About this exercise>
Every line holding "serde" should be copied from the records below.

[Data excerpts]
=-=-=-=-=

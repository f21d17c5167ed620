//! Logging configuration for pbrealtime.
//!
//! This module provides initialization for the tracing-based logging used
//! throughout the crate.

use tracing::Level;
use tracing_subscriber::{fmt, prelude::*, EnvFilter};

/// Verbosity level for logging output.
#[derive(Debug, Clone, Copy, PartialEq, Eq, Default)]
pub enum Verbosity {
    /// Suppress all output except errors.
    Quiet,
    /// Normal output level (info and above).
    #[default]
    Normal,
    /// Verbose output (debug and above).
    Verbose,
    /// Very verbose output, including every realtime event (trace level).
    Trace,
}

impl Verbosity {
    /// Convert verbosity to tracing level filter.
    #[must_use]
    pub fn to_level_filter(&self) -> Level {
        match self {
            Self::Quiet => Level::ERROR,
            Self::Normal => Level::INFO,
            Self::Verbose => Level::DEBUG,
            Self::Trace => Level::TRACE,
        }
    }
}

/// Initialize the logging system.
///
/// Call once at startup. `RUST_LOG` takes precedence over `verbosity`.
/// Output goes to stderr so it does not mix with printed records.
///
/// # Examples
///
/// ```no_run
/// use pbrealtime::{init_logging, logging::Verbosity};
///
/// init_logging(Verbosity::Verbose);
/// ```
pub fn init_logging(verbosity: Verbosity) {
    let level = verbosity.to_level_filter();
    let default_filter = format!("pbrealtime={level},pbrt={level}");

    let env_filter =
        EnvFilter::try_from_default_env().unwrap_or_else(|_| EnvFilter::new(&default_filter));

    let subscriber = tracing_subscriber::registry().with(env_filter).with(
        fmt::layer()
            .with_writer(std::io::stderr)
            .with_target(true)
            .with_thread_ids(false)
            .with_file(false)
            .with_line_number(false),
    );

    // Ignore the error if a subscriber is already installed
    let _ = subscriber.try_init();
}

/// Initialize logging for tests.
///
/// Only warnings and errors are shown, captured by the test harness.
#[cfg(test)]
pub fn init_test_logging() {
    let _ = tracing_subscriber::fmt()
        .with_env_filter("warn")
        .with_test_writer()
        .try_init();
}
//! Knowledge system type definitions.

use chrono::{DateTime, Utc};
use serde::{Deserialize, Serialize};
use std::path::PathBuf;

/// Embedding vector; every entry of one index shares the same length.
pub type EmbeddingVector = Vec<f32>;

/// Default tolerance for [`approx_eq`].
pub const DEFAULT_TOLERANCE: f32 = 1e-6;

/// Compare two embeddings component-wise within `tolerance`.
///
/// Vectors of different lengths are never equal.
pub fn approx_eq(a: &[f32], b: &[f32], tolerance: f32) -> bool {
    a.len() == b.len() && a.iter().zip(b).all(|(x, y)| (x - y).abs() <= tolerance)
}

/// A chunk of source text; the unit of retrieval.
#[derive(Debug, Clone, PartialEq, Eq, Serialize, Deserialize)]
pub struct Document {
    /// Unique chunk identifier (e.g. "doc-0")
    pub id: String,

    /// Path or name of the file the chunk came from
    pub source: String,

    /// Raw chunk text
    pub content: String,
}

impl Document {
    pub fn new(
        id: impl Into<String>,
        source: impl Into<String>,
        content: impl Into<String>,
    ) -> Self {
        Self {
            id: id.into(),
            source: source.into(),
            content: content.into(),
        }
    }
}

/// One document paired with its embedding.
#[derive(Debug, Clone, PartialEq)]
pub struct IndexEntry {
    pub document: Document,
    pub embedding: EmbeddingVector,
}

/// A search hit with its cosine similarity.
#[derive(Debug, Clone, PartialEq, Serialize)]
pub struct ScoredDocument {
    pub document: Document,
    pub score: f64,
}

/// Why a document was left out of a build.
#[derive(Debug, Clone, PartialEq, Eq, Serialize)]
#[serde(tag = "kind", rename_all = "snake_case")]
pub enum SkipReason {
    /// The embedding had no components
    EmptyEmbedding,
    /// The embedding length differed from the reference dimension
    DimensionMismatch { expected: usize, actual: usize },
}

impl std::fmt::Display for SkipReason {
    fn fmt(&self, f: &mut std::fmt::Formatter<'_>) -> std::fmt::Result {
        match self {
            Self::EmptyEmbedding => write!(f, "empty embedding"),
            Self::DimensionMismatch { expected, actual } => {
                write!(f, "dimension {} (expected {})", actual, expected)
            }
        }
    }
}

/// A document excluded from a build.
#[derive(Debug, Clone, PartialEq, Eq, Serialize)]
pub struct SkippedEntry {
    pub id: String,
    pub reason: SkipReason,
}

/// Outcome of a successful build.
#[derive(Debug, Clone, PartialEq, Eq, Serialize)]
pub struct BuildReport {
    /// Reference dimension of the index
    pub dimension: usize,

    /// Number of entries kept
    pub kept: usize,

    /// Entries excluded from the index
    pub skipped: Vec<SkippedEntry>,
}

/// Locations of the two persisted artifacts.
#[derive(Debug, Clone, PartialEq, Eq, Serialize)]
pub struct IndexPaths {
    /// Binary vector file
    pub vectors: PathBuf,

    /// JSON metadata file
    pub metadata: PathBuf,
}

impl IndexPaths {
    pub fn new(vectors: impl Into<PathBuf>, metadata: impl Into<PathBuf>) -> Self {
        Self {
            vectors: vectors.into(),
            metadata: metadata.into(),
        }
    }

    /// Artifact paths configured for a workspace.
    pub fn from_config(config: &sentra_core::AppConfig) -> Self {
        Self::new(config.index_path(), config.metadata_path())
    }
}

/// Statistics about an index and its persisted artifacts.
#[derive(Debug, Clone, PartialEq, Eq, Serialize)]
pub struct IndexStats {
    /// Number of entries
    pub entries: usize,

    /// Embedding dimension
    pub dimension: usize,

    /// Number of distinct sources
    pub sources: usize,

    /// Size of the binary vector file in bytes
    pub vector_bytes: u64,

    /// Size of the metadata file in bytes
    pub metadata_bytes: u64,

    /// Last modification time of the metadata file
    pub built_at: Option<DateTime<Utc>>,
}
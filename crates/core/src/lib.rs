//! Sentra Core Library
//!
//! This crate provides the foundational utilities shared by every Sentra crate:
//! - Error handling (`AppError`, `AppResult`)
//! - Logging infrastructure
//! - Configuration management

pub mod config;
pub mod error;
pub mod logging;

// Re-export commonly used types
pub use config::AppConfig;
pub use error::{AppError, AppResult};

=-=-=-=-=

Response to this task>
use serde::{Deserialize, Serialize};
#[serde(tag = "kind", rename_all = "snake_case")]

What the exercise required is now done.